Referensi-referensi yang
menyatakan dugaan bahwa Walisongo berasal dari atau keturunan Tionghoa sampai
saat ini masih merupakan hal yang kontroversial. Referensi yang dimaksud hanya
dapat diuji melalui sumber akademik yang berasal dari Slamet Muljana, yang
merujuk kepada tulisan Mangaraja Onggang Parlindungan, yang kemudian merujuk
kepada seseorang yang bernama Resident Poortman. Namun, Resident Poortman
hingga sekarang belum bisa diketahui identitasnya serta kredibilitasnya sebagai
sejarawan, misalnya bila dibandingkan dengan Snouck Hurgronje dan L.W.C. van
den Berg. Sejarawan Belanda masa kini yang banyak mengkaji sejarah Islam di
Indonesia yaitu Martin van Bruinessen, bahkan tak pernah sekalipun menyebut
nama Poortman dalam buku-bukunya yang diakui sangat detail dan banyak dijadikan
referensi.
Salah satu ulasan atas
tulisan H.J. de Graaf, Th.G.Th. Pigeaud, M.C. Ricklefs berjudul Chinese Muslims
in Java in the 15th and 16th Centuries adalah yang ditulis oleh Russell Jones.

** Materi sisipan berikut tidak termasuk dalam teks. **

use std::collections::BTreeMap;

use driver::ClientError;
use thiserror::Error;

/// Failure of the key-value backend itself, as opposed to missing or bad data.
#[derive(Debug, Error)]
pub enum StoreError {
    #[error("key-value store unavailable: {0}")]
    Client(#[from] ClientError),
}

/// Access to the persisted flight documents, keyed by flight number.
///
/// Documents travel as the JSON text the store keeps; decoding them is left
/// to the caller so that a corrupt entry only affects its own flight.
pub trait FlightStore {
    fn get(&mut self, number: &str) -> Result<Option<String>, StoreError>;

    fn get_all(&mut self) -> Result<Vec<(String, String)>, StoreError>;

    fn put(&mut self, number: &str, document: &str) -> Result<(), StoreError>;
}

/// A store kept in process memory, ordered by flight number.
#[derive(Debug, Default, Clone)]
pub struct MemoryStore {
    documents: BTreeMap<String, String>,
}

impl MemoryStore {
    pub fn new() -> Self {
        Self::default()
    }

    pub fn len(&self) -> usize {
        self.documents.len()
    }

    pub fn is_empty(&self) -> bool {
        self.documents.is_empty()
    }
}

impl FlightStore for MemoryStore {
    fn get(&mut self, number: &str) -> Result<Option<String>, StoreError> {
        Ok(self.documents.get(number).cloned())
    }

    fn get_all(&mut self) -> Result<Vec<(String, String)>, StoreError> {
        Ok(self
            .documents
            .iter()
            .map(|(number, document)| (number.clone(), document.clone()))
            .collect())
    }

    fn put(&mut self, number: &str, document: &str) -> Result<(), StoreError> {
        self.documents
            .insert(number.to_string(), document.to_string());
        Ok(())
    }
}

#[cfg(test)]
mod tests {
    use super::*;

    #[test]
    fn put_then_get() {
        let mut store = MemoryStore::new();
        store.put("FV777", "{}").unwrap();

        assert_eq!(store.get("FV777").unwrap(), Some("{}".to_string()));
        assert_eq!(store.get("FV555").unwrap(), None);
        assert_eq!(store.len(), 1);
    }

    #[test]
    fn put_replaces_existing_document() {
        let mut store = MemoryStore::new();
        store.put("FV777", "old").unwrap();
        store.put("FV777", "new").unwrap();

        assert_eq!(store.get("FV777").unwrap(), Some("new".to_string()));
        assert_eq!(store.len(), 1);
    }

    #[test]
    fn get_all_is_ordered_by_flight_number() {
        let mut store = MemoryStore::new();
        store.put("IV4673", "b").unwrap();
        store.put("FFFFFF", "a").unwrap();

        let numbers: Vec<String> = store
            .get_all()
            .unwrap()
            .into_iter()
            .map(|(number, _)| number)
            .collect();

        assert_eq!(numbers, vec!["FFFFFF", "IV4673"]);
    }
}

Di sana, ia meragukan pula tentang keberadaan seorang Poortman. Bila orang itu
ada dan bukan bernama lain, seharusnya dapat dengan mudah dibuktikan mengingat
ceritanya yang cukup lengkap dalam tulisan Parlindungan.
1. Terdapat beberapa sumber
tertulis masyarakat Jawa tentang Walisongo, antara lain Serat Walisanga karya
Ranggawarsita pada abad ke-19, Kitab Walisongo karya Sunan Dalem (Sunan Giri
II) yang merupakan anak dari Sunan Giri, dan juga diceritakan cukup banyak
dalam Babad Tanah Jawi.
2. Mantan Mufti Johor Sayyid `Alwî b. Tâhir b.
`Abdallâh al-Haddâd (meninggal tahun 1962) juga meninggalkan tulisan yang
berjudul Sejarah perkembangan Islam di Timur Jauh (Jakarta: Al-Maktab ad-Daimi,
1957). Ia menukil keterangan diantaranya dari Haji `Ali
bin Khairuddin, dalam karyanya Ketrangan kedatangan bungsu (sic!) Arab ke tanah
Jawi sangking Hadramaut.
3. Dalam penulisan sejarah para keturunan Bani Alawi
seperti al-Jawahir al-Saniyyah oleh Sayyid Ali bin Abu Bakar Sakran, ‘Umdat
al-Talib oleh al-Dawudi, dan Syams al-Zahirah oleh Sayyid Abdul Rahman
Al-Masyhur; juga terdapat pembahasan mengenai leluhur Sunan Gunung Jati, Sunan
Ampel, Sunan Giri, Sunan Kudus, Sunan Bonang dan Sunan Gresik.